## Required work
Please state in a single number how many lines of the entries below include the word "Display".

★ ★ ★ ★ ★ ★ ★

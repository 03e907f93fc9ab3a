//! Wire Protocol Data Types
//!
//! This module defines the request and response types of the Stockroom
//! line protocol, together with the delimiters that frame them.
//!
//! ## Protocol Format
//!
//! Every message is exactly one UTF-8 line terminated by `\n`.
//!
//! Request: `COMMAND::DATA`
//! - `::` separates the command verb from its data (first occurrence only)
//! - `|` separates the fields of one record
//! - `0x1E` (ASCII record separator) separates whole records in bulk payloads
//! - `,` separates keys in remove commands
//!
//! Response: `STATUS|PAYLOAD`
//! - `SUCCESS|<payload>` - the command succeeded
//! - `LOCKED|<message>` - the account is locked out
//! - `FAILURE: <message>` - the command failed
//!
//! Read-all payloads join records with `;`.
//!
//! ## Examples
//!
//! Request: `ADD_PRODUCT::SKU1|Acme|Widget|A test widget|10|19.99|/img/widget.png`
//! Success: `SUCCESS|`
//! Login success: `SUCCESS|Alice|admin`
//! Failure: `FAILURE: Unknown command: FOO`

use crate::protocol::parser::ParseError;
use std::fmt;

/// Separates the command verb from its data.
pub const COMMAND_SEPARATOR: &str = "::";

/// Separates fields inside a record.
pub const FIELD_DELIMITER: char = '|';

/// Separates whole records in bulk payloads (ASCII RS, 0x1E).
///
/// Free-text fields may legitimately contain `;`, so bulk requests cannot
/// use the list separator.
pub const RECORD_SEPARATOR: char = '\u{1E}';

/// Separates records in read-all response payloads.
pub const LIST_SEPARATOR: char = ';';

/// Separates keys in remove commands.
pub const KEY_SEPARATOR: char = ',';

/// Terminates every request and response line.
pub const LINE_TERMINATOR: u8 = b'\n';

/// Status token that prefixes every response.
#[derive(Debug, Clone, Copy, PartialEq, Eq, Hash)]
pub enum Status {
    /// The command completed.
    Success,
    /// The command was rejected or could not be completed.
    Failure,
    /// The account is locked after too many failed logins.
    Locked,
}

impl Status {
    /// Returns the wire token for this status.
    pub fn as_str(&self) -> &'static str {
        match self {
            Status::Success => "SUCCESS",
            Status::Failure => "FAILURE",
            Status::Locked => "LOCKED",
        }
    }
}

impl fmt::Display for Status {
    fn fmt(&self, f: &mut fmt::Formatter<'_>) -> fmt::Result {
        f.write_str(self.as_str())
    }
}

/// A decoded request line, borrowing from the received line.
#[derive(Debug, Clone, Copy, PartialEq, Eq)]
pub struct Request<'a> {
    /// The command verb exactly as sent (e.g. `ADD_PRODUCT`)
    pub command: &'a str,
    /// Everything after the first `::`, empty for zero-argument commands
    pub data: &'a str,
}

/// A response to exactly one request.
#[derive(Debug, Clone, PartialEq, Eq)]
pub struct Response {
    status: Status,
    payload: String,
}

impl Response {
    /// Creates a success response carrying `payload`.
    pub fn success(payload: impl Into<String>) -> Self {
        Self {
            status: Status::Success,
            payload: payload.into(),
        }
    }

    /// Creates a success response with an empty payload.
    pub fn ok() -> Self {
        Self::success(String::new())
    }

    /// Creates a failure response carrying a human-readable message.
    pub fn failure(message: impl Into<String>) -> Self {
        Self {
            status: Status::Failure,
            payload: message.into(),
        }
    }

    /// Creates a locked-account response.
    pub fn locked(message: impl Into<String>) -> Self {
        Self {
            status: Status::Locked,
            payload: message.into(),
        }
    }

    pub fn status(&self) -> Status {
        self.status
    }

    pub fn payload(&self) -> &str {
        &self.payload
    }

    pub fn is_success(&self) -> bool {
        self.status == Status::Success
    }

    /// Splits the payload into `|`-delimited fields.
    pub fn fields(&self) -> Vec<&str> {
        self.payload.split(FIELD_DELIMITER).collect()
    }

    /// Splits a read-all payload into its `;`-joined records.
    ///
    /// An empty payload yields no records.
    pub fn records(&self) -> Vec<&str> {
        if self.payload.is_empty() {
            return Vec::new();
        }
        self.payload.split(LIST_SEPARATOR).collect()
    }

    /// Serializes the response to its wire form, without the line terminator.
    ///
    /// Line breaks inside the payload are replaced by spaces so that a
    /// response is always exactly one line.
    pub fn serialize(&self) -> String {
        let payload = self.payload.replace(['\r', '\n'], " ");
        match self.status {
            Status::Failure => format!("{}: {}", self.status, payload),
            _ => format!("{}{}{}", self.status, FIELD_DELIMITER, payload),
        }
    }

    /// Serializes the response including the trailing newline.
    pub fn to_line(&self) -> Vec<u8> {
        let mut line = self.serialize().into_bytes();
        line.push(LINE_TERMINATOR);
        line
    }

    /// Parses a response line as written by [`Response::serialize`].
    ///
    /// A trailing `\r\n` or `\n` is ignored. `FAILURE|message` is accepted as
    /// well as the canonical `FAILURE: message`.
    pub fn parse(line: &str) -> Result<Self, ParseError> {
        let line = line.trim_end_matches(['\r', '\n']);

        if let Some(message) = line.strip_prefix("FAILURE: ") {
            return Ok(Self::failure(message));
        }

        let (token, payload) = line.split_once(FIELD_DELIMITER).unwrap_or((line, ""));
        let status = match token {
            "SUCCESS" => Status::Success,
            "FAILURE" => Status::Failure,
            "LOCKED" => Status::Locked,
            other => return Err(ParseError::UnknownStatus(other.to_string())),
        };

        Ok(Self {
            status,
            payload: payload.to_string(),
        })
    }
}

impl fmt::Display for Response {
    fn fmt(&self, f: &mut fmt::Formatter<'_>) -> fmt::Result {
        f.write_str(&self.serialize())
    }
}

★ ★ ★ ★ ★ ★ ★

## Answer for this exercise
2